Instructions for the task —
Among the entries below, one line contains "fn from(value: Uuid)" and another contains "type Err = DomainError;". Transcribe those two lines and every line between them, exactly.

Input data —

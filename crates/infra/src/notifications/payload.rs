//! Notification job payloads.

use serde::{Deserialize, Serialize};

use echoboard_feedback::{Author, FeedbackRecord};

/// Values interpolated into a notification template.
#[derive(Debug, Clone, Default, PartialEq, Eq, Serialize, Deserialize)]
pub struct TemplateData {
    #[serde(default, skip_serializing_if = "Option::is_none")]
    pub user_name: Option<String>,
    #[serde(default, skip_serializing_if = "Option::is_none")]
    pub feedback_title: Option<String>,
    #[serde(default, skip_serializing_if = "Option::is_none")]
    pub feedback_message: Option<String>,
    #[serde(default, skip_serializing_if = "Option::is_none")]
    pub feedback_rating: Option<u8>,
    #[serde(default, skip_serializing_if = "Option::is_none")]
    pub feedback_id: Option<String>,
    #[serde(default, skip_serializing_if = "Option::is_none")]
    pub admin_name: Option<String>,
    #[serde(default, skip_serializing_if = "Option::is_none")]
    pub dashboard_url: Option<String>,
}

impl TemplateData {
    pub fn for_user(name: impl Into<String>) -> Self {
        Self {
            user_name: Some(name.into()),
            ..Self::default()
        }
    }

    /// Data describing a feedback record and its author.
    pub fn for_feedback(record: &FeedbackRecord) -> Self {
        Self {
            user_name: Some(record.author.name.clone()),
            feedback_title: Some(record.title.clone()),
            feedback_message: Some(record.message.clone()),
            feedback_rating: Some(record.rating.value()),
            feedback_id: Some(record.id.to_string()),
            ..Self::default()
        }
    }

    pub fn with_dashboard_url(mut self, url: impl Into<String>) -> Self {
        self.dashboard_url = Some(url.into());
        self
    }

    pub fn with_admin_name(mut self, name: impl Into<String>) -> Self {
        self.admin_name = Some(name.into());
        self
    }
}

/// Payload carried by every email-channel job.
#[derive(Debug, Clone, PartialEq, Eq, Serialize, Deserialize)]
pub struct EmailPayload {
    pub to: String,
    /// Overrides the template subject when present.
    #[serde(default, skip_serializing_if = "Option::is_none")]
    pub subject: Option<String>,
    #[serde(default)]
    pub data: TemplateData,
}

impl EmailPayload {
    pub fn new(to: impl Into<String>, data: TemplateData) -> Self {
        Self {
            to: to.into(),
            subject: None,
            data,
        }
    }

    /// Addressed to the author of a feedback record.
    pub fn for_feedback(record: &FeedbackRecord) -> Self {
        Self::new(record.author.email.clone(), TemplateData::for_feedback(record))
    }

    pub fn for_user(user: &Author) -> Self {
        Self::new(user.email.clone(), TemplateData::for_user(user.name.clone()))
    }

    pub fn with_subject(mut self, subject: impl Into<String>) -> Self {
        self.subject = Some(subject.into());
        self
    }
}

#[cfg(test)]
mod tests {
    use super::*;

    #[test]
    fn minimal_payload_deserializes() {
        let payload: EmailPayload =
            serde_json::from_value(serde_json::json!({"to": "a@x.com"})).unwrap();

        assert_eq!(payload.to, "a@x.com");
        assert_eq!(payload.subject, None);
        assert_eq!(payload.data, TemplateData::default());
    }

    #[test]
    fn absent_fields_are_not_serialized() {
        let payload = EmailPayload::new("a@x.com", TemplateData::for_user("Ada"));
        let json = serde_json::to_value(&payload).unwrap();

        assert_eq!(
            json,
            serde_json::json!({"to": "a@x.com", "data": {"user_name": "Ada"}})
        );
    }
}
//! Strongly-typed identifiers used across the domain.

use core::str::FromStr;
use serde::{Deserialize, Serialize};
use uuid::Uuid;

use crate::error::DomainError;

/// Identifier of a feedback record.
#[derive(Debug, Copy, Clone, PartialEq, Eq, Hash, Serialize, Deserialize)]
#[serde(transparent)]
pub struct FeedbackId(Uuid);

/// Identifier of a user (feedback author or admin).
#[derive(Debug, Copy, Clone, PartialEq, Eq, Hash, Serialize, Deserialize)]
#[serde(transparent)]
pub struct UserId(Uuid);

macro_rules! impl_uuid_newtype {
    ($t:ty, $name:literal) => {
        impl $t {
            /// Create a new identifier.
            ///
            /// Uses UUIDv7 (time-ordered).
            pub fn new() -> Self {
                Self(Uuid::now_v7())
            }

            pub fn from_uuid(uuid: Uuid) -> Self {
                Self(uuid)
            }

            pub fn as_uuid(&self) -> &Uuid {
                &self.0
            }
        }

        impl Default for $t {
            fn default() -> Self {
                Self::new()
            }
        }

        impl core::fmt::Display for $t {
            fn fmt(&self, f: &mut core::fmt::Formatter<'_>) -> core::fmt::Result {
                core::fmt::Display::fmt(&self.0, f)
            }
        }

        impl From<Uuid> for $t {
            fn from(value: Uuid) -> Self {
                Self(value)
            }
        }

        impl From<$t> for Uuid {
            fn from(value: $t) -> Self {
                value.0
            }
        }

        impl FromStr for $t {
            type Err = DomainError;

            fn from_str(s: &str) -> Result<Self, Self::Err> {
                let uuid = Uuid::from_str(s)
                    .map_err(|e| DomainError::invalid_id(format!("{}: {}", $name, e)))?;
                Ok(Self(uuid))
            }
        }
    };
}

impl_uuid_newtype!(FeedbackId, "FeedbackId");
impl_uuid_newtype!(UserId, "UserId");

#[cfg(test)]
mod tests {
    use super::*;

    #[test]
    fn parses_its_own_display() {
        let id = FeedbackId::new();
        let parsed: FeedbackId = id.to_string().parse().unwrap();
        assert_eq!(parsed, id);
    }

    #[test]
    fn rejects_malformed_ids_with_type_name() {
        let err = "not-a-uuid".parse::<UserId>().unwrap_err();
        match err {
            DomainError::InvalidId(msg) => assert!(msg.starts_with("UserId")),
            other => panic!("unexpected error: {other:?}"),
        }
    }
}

Problem solution —
            fn from(value: Uuid) -> Self {
                Self(value)
            }
        }

        impl From<$t> for Uuid {
            fn from(value: $t) -> Self {
                value.0
            }
        }

        impl FromStr for $t {
            type Err = DomainError;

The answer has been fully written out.